Juntos, estes fundos somam US$ 4,1 trilhões — mais de duas vezes o Produto Interno Bruto (PIB) do Brasil no ano passado (US$ 1,8 trilhão).
Na estação seca do ano passado, o Brasil ganhou as manchetes do mundo por conta do aumento da destruição da floresta. Depois de dados do Inpe mostrarem o aumento da devastação, o presidente Jair Bolsonaro (sem partido) demitiu o físico Ricardo Galvão, que dirigia o órgão de pesquisa, aumentando a repercussão do assunto.
Segundo especialistas ouvidos pela BBC News Brasil, a situação deste ano pode ser ainda pior que a de 2019. Ter um planejamento claro para enfrentar a temporada seca na Amazônia é fundamental para evitar uma devastação ainda maior, dizem eles.
O climatologista Carlos Nobre explica que o desmatamento na Amazônia oscila dependendo da região: em lugares acima da linha do Equador, como Colômbia, Venezuela e no Estado brasileiro de Roraima, a derrubada tende a acontecer nos meses de dezembro a março — a época seca do hemisfério norte.

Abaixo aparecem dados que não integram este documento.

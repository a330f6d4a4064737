//! Entities exchanged between the HTTP layer and the service layer.
//!
//! Request bodies derive `Deserialize` with `deny_unknown_fields`, so a
//! field missing from the target type is a decoding failure. Missing fields
//! fall back to their defaults; a missing `id` decodes to [`ObjectId::NIL`].

pub mod admin;
pub mod agreement;
pub mod alert;
pub mod cluster;
pub mod contract;
pub mod exadata;
pub mod filter;
pub mod host;
pub mod license_type;
pub mod object_id;
pub mod scenario;

pub use admin::{Group, Node, PasswordChange, Role, User, UserGroupsUpdate};
pub use agreement::{
    MySqlAgreement, OracleDatabaseAgreement, OracleDatabaseAgreementFe, OracleDatabaseAgreementPart,
};
pub use alert::{AckAlertsRequest, Alert};
pub use cluster::{Cluster, ClusterDetail, VirtualMachine};
pub use contract::{
    AssociatedHost, ContractImport, MySqlContract, OracleDatabaseContract, OracleDatabaseContractFe,
    SqlServerDatabaseContract,
};
pub use exadata::{
    ComponentClusterNamesUpdate, ExadataComponent, ExadataInstance, ExadataPatchAdvisor,
    ExadataRdma, ExadataVm, VmClusterNameUpdate,
};
pub use filter::{
    AdvisorFilter, AlertsFilter, CountRange, GlobalFilter, OracleDatabaseAgreementsFilter,
    OracleDatabaseContractsFilter, SearchFilter,
};
pub use host::{
    Addm, DatabaseLicense, Host, HostsMode, MissingDatabase, OracleDatabase,
    OracleDatabaseMissingDbs, PatchingFunction, PatchingFunctionRequest, SegmentAdvisor,
};
pub use license_type::{LicenseCompliance, OracleDatabaseLicenseType, SqlServerDatabaseLicenseType};
pub use object_id::{ObjectId, ObjectIdError};
pub use scenario::{
    Comparison, CreateScenarioRequest, LicenseUsedCluster, LicenseUsedDatabase, LicenseUsedHost, Scenario,
    ScenarioLicenses, ScenarioSummary, SimulatedHost, SimulatedHostRequest, Simulation,
};

/// A cross-field rule rejected an otherwise well-formed entity.
#[derive(Debug, Clone, PartialEq, Eq, thiserror::Error)]
#[error("{0}")]
pub struct ValidationError(pub String);

impl ValidationError {
    pub fn new(message: impl Into<String>) -> Self {
        Self(message.into())
    }
}

/// Supported database families of the contract import/sample endpoints.
#[derive(Debug, Clone, Copy, PartialEq, Eq)]
pub enum DatabaseType {
    Oracle,
    SqlServer,
    MySql,
}

impl DatabaseType {
    pub fn as_str(&self) -> &'static str {
        match self {
            Self::Oracle => "oracle",
            Self::SqlServer => "sqlserver",
            Self::MySql => "mysql",
        }
    }
}

impl std::str::FromStr for DatabaseType {
    type Err = ValidationError;

    fn from_str(s: &str) -> Result<Self, Self::Err> {
        match s {
            "oracle" => Ok(Self::Oracle),
            "sqlserver" => Ok(Self::SqlServer),
            "mysql" => Ok(Self::MySql),
            other => Err(ValidationError::new(format!(
                "Invalid database type: {}",
                other
            ))),
        }
    }
}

"Mas, quando você está ao sul (da linha do Equador), onde está a maior parte da Amazônia brasileira, o desmatamento ocorre mais durante a estação seca daqui. Que é agora: julho, agosto, setembro, e vai até o começo de outubro", diz ele, que é doutor em meteorologia pelo Instituto de Tecnologia de Massachusetts (MIT) e já integrou o Painel Intergovernamental sobre Mudanças Climáticas (IPCC) da Organização das Nações Unidas (ONU).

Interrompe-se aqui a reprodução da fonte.